**Task material:**

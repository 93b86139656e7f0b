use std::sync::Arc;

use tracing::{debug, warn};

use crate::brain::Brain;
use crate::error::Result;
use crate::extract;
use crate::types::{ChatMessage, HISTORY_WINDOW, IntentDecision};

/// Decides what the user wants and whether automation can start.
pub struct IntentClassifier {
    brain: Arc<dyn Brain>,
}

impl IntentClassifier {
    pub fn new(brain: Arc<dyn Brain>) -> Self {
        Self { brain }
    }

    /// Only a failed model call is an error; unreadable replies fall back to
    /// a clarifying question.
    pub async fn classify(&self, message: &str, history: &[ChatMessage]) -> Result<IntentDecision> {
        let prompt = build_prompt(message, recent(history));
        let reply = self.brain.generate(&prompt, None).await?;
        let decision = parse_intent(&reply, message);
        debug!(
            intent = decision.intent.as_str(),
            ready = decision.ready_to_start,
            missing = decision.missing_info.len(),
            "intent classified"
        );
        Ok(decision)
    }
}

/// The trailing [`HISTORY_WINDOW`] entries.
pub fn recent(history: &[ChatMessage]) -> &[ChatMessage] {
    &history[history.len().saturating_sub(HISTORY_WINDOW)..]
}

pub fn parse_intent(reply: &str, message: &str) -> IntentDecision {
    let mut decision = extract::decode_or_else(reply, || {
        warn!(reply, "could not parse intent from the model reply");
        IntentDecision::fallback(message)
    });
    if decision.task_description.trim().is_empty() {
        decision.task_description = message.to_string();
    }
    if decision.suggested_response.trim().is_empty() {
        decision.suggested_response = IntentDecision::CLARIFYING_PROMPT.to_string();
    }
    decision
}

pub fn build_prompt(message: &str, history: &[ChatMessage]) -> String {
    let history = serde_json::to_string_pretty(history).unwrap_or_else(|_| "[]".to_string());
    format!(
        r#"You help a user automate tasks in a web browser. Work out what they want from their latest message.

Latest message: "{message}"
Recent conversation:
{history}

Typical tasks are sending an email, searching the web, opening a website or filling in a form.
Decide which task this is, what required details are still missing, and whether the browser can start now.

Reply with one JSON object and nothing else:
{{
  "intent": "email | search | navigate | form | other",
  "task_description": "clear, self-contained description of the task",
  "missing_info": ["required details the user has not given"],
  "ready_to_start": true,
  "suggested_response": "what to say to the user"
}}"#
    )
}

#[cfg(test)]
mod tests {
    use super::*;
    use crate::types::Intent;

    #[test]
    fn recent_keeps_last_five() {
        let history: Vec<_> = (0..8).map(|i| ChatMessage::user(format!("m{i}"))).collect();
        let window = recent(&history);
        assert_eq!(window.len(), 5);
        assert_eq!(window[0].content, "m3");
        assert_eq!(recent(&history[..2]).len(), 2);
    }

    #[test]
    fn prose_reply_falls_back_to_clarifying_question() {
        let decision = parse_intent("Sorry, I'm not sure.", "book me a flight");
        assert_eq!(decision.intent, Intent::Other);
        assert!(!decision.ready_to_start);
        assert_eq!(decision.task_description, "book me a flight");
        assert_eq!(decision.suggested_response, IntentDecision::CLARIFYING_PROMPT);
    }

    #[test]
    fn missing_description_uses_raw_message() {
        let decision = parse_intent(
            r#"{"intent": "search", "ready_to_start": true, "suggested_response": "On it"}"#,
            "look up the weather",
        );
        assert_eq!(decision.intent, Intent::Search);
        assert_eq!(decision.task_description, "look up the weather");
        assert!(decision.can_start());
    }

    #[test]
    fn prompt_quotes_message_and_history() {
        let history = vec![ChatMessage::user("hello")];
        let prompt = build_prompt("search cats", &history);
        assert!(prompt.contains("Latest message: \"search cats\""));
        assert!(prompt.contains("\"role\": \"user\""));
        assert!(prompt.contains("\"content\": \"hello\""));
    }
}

**Task:**
Could you return exactly the lines above from the line with "IntentDecision::fallback(message)" to the line with "Typical tasks are", both included, and nothing else?

**Output for this task:**
        IntentDecision::fallback(message)
    });
    if decision.task_description.trim().is_empty() {
        decision.task_description = message.to_string();
    }
    if decision.suggested_response.trim().is_empty() {
        decision.suggested_response = IntentDecision::CLARIFYING_PROMPT.to_string();
    }
    decision
}

pub fn build_prompt(message: &str, history: &[ChatMessage]) -> String {
    let history = serde_json::to_string_pretty(history).unwrap_or_else(|_| "[]".to_string());
    format!(
        r#"You help a user automate tasks in a web browser. Work out what they want from their latest message.

Latest message: "{message}"
Recent conversation:
{history}

Typical tasks are sending an email, searching the web, opening a website or filling in a form.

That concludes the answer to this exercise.